## The task
Each entry must appear in the answer exactly as given.

#####

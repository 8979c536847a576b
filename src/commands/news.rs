use anyhow::{Context, Result};

use flashnews::models::{Article, FeedKind};
use flashnews::utils::truncate_text;

use super::AppContext;

pub(crate) fn print_articles(articles: &[Article], json: bool) -> Result<()> {
    if json {
        println!("{}", serde_json::to_string_pretty(articles)?);
        return Ok(());
    }

    if articles.is_empty() {
        println!("No articles found.");
        return Ok(());
    }

    for (i, article) in articles.iter().enumerate() {
        let marker = if article.trending { " [trending]" } else { "" };
        println!("{}. {}{marker}", i + 1, article.title);
        println!(
            "   #{} | {} | {} | {} views",
            article.id,
            article.source_name.as_deref().unwrap_or("Unknown"),
            article.published_at.format("%Y-%m-%d %H:%M UTC"),
            article.view_count
        );
        if let Some(description) = &article.description {
            println!("   > {}", truncate_text(description, 150));
        }
        println!("   URL: {}", article.url);
        println!();
    }

    Ok(())
}

pub async fn feed(
    app: &AppContext,
    feed: &str,
    category: Option<&str>,
    region: Option<&str>,
    limit: Option<i64>,
    json: bool,
) -> Result<()> {
    let filter = app.filter(category, region).await?;
    let kind = FeedKind::parse(feed);

    let articles = app
        .news
        .by_feed(kind, filter, app.limit(limit))
        .await
        .with_context(|| format!("Failed to read {kind} feed"))?;

    if !json {
        println!("{} news ({} articles)", kind, articles.len());
        println!("================================");
    }
    print_articles(&articles, json)
}

pub async fn search(
    app: &AppContext,
    keyword: &str,
    category: Option<&str>,
    region: Option<&str>,
    limit: Option<i64>,
    json: bool,
) -> Result<()> {
    let filter = app.filter(category, region).await?;
    let articles = app
        .news
        .search(keyword, filter, app.limit(limit))
        .await
        .context("Search failed")?;

    if !json {
        println!("Searching for: \"{}\"", keyword.trim());
        println!("================================");
    }
    print_articles(&articles, json)
}

pub async fn article(
    app: &AppContext,
    id: Option<i64>,
    url: Option<&str>,
    set_trending: Option<bool>,
    json: bool,
) -> Result<()> {
    let found = match (id, url) {
        (Some(id), _) => app.news.article_by_id(id).await?,
        (None, Some(url)) => app.news.article_by_url(url).await?,
        (None, None) => anyhow::bail!("Either --id or --url is required"),
    };

    let Some(mut article) = found else {
        println!("Article not found.");
        return Ok(());
    };

    if let Some(trending) = set_trending {
        if app.news.set_trending(article.id, trending).await? {
            article.trending = trending;
        }
    }

    if json {
        println!("{}", serde_json::to_string_pretty(&article)?);
        return Ok(());
    }

    println!("{}", article.title);
    println!("================================");
    println!(
        "Source: {} | Published: {}",
        article.source_name.as_deref().unwrap_or("Unknown"),
        article.published_at.to_rfc3339()
    );
    println!("Views: {} | Trending: {}", article.view_count, article.trending);
    if let Some(description) = &article.description {
        println!("\n{description}");
    }
    if let Some(content) = &article.content {
        println!("\n{content}");
    }
    println!("\nURL: {}", article.url);
    Ok(())
}

pub async fn refresh(app: &AppContext, category: Option<&str>, region: Option<&str>) -> Result<()> {
    let filter = app.filter(category, region).await?;
    let inserted = app.news.refresh(filter).await.context("Refresh failed")?;

    println!("Refresh completed: {inserted} new articles cached");
    Ok(())
}
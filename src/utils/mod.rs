//! Common utilities and helper functions
//!
//! This module provides shared utilities used across the application.

pub mod error;

use regex::Regex;
use std::sync::OnceLock;

/// Normalize whitespace in text
pub fn normalize_whitespace(text: &str) -> String {
    static WHITESPACE_RE: OnceLock<Regex> = OnceLock::new();

    let re = WHITESPACE_RE.get_or_init(|| Regex::new(r"\s+").expect("Invalid regex pattern"));

    re.replace_all(text.trim(), " ").to_string()
}

/// Normalize optional text, mapping blank values to `None`
pub fn non_blank(text: Option<&str>) -> Option<String> {
    text.map(normalize_whitespace).filter(|s| !s.is_empty())
}

/// Check whether a URL begins with a lowercase `http://` or `https://` scheme.
/// The rest of the URL is stored as the provider sent it.
pub fn is_http_url(candidate: &str) -> bool {
    let candidate = candidate.trim();
    candidate.starts_with("http://") || candidate.starts_with("https://")
}

/// Truncate text to a maximum number of characters
pub fn truncate_text(text: &str, max_len: usize) -> String {
    if text.chars().count() <= max_len {
        text.to_string()
    } else {
        let truncated: String = text.chars().take(max_len.saturating_sub(3)).collect();
        format!("{truncated}...")
    }
}

/// Escape `%`, `_` and `\` so a keyword matches literally inside a `LIKE` pattern
pub fn escape_like(keyword: &str) -> String {
    let mut escaped = String::with_capacity(keyword.len());
    for c in keyword.chars() {
        if matches!(c, '%' | '_' | '\\') {
            escaped.push('\\');
        }
        escaped.push(c);
    }
    escaped
}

#####

## Answer space
repository 8979c536847a576b
filename src/commands/news.rs
use anyhow::{Context, Result};

use flashnews::models::{Article, FeedKind};
use flashnews::utils::truncate_text;

use super::AppContext;

pub(crate) fn print_articles(articles: &[Article], json: bool) -> Result<()> {
    if json {
        println!("{}", serde_json::to_string_pretty(articles)?);
        return Ok(());
    }

    if articles.is_empty() {
        println!("No articles found.");
        return Ok(());
    }

    for (i, article) in articles.iter().enumerate() {
        let marker = if article.trending { " [trending]" } else { "" };
        println!("{}. {}{marker}", i + 1, article.title);
        println!(
            "   #{} | {} | {} | {} views",
            article.id,
            article.source_name.as_deref().unwrap_or("Unknown"),
            article.published_at.format("%Y-%m-%d %H:%M UTC"),
            article.view_count
        );
        if let Some(description) = &article.description {
            println!("   > {}", truncate_text(description, 150));
        }
        println!("   URL: {}", article.url);
        println!();
    }

    Ok(())
}

pub async fn feed(
    app: &AppContext,
    feed: &str,
    category: Option<&str>,
    region: Option<&str>,
    limit: Option<i64>,
    json: bool,
) -> Result<()> {
    let filter = app.filter(category, region).await?;
    let kind = FeedKind::parse(feed);

    let articles = app
        .news
        .by_feed(kind, filter, app.limit(limit))
        .await
        .with_context(|| format!("Failed to read {kind} feed"))?;

    if !json {
        println!("{} news ({} articles)", kind, articles.len());
        println!("================================");
    }
    print_articles(&articles, json)
}

pub async fn search(
    app: &AppContext,
    keyword: &str,
    category: Option<&str>,
    region: Option<&str>,
    limit: Option<i64>,
    json: bool,
) -> Result<()> {
    let filter = app.filter(category, region).await?;
    let articles = app
        .news
        .search(keyword, filter, app.limit(limit))
        .await
        .context("Search failed")?;

    if !json {
        println!("Searching for: \"{}\"", keyword.trim());
        println!("================================");
    }
    print_articles(&articles, json)
}

pub async fn article(
    app: &AppContext,
    id: Option<i64>,
    url: Option<&str>,
    set_trending: Option<bool>,
    json: bool,
) -> Result<()> {
    let found = match (id, url) {
        (Some(id), _) => app.news.article_by_id(id).await?,
        (None, Some(url)) => app.news.article_by_url(url).await?,
        (None, None) => anyhow::bail!("Either --id or --url is required"),
    };

    let Some(mut article) = found else {
        println!("Article not found.");
        return Ok(());
    };

    if let Some(trending) = set_trending {
        if app.news.set_trending(article.id, trending).await? {
            article.trending = trending;
        }
    }

    if json {
        println!("{}", serde_json::to_string_pretty(&article)?);
        return Ok(());
    }

    println!("{}", article.title);
    println!("================================");
    println!(
        "Source: {} | Published: {}",
        article.source_name.as_deref().unwrap_or("Unknown"),
        article.published_at.to_rfc3339()
    );
    println!("Views: {} | Trending: {}", article.view_count, article.trending);
    if let Some(description) = &article.description {
        println!("\n{description}");
    }
    if let Some(content) = &article.content {
        println!("\n{content}");
    }
    println!("\nURL: {}", article.url);
    Ok(())
}

pub async fn refresh(app: &AppContext, category: Option<&str>, region: Option<&str>) -> Result<()> {
    let filter = app.filter(category, region).await?;
    let inserted = app.news.refresh(filter).await.context("Refresh failed")?;

    println!("Refresh completed: {inserted} new articles cached");
    Ok(())
}
filename src/utils/mod.rs
//! Common utilities and helper functions
//!
//! This module provides shared utilities used across the application.

pub mod error;

use regex::Regex;
use std::sync::OnceLock;

/// Normalize whitespace in text
pub fn normalize_whitespace(text: &str) -> String {
    static WHITESPACE_RE: OnceLock<Regex> = OnceLock::new();

    let re = WHITESPACE_RE.get_or_init(|| Regex::new(r"\s+").expect("Invalid regex pattern"));

    re.replace_all(text.trim(), " ").to_string()
}

/// Normalize optional text, mapping blank values to `None`
pub fn non_blank(text: Option<&str>) -> Option<String> {
    text.map(normalize_whitespace).filter(|s| !s.is_empty())
}

/// Check whether a URL begins with a lowercase `http://` or `https://` scheme.
/// The rest of the URL is stored as the provider sent it.
pub fn is_http_url(candidate: &str) -> bool {
    let candidate = candidate.trim();
    candidate.starts_with("http://") || candidate.starts_with("https://")
}

/// Truncate text to a maximum number of characters
pub fn truncate_text(text: &str, max_len: usize) -> String {
    if text.chars().count() <= max_len {
        text.to_string()
    } else {
        let truncated: String = text.chars().take(max_len.saturating_sub(3)).collect();
        format!("{truncated}...")
    }
}

/// Escape `%`, `_` and `\` so a keyword matches literally inside a `LIKE` pattern
pub fn escape_like(keyword: &str) -> String {
    let mut escaped = String::with_capacity(keyword.len());
    for c in keyword.chars() {
        if matches!(c, '%' | '_' | '\\') {
            escaped.push('\\');
        }
        escaped.push(c);
    }
    escaped
}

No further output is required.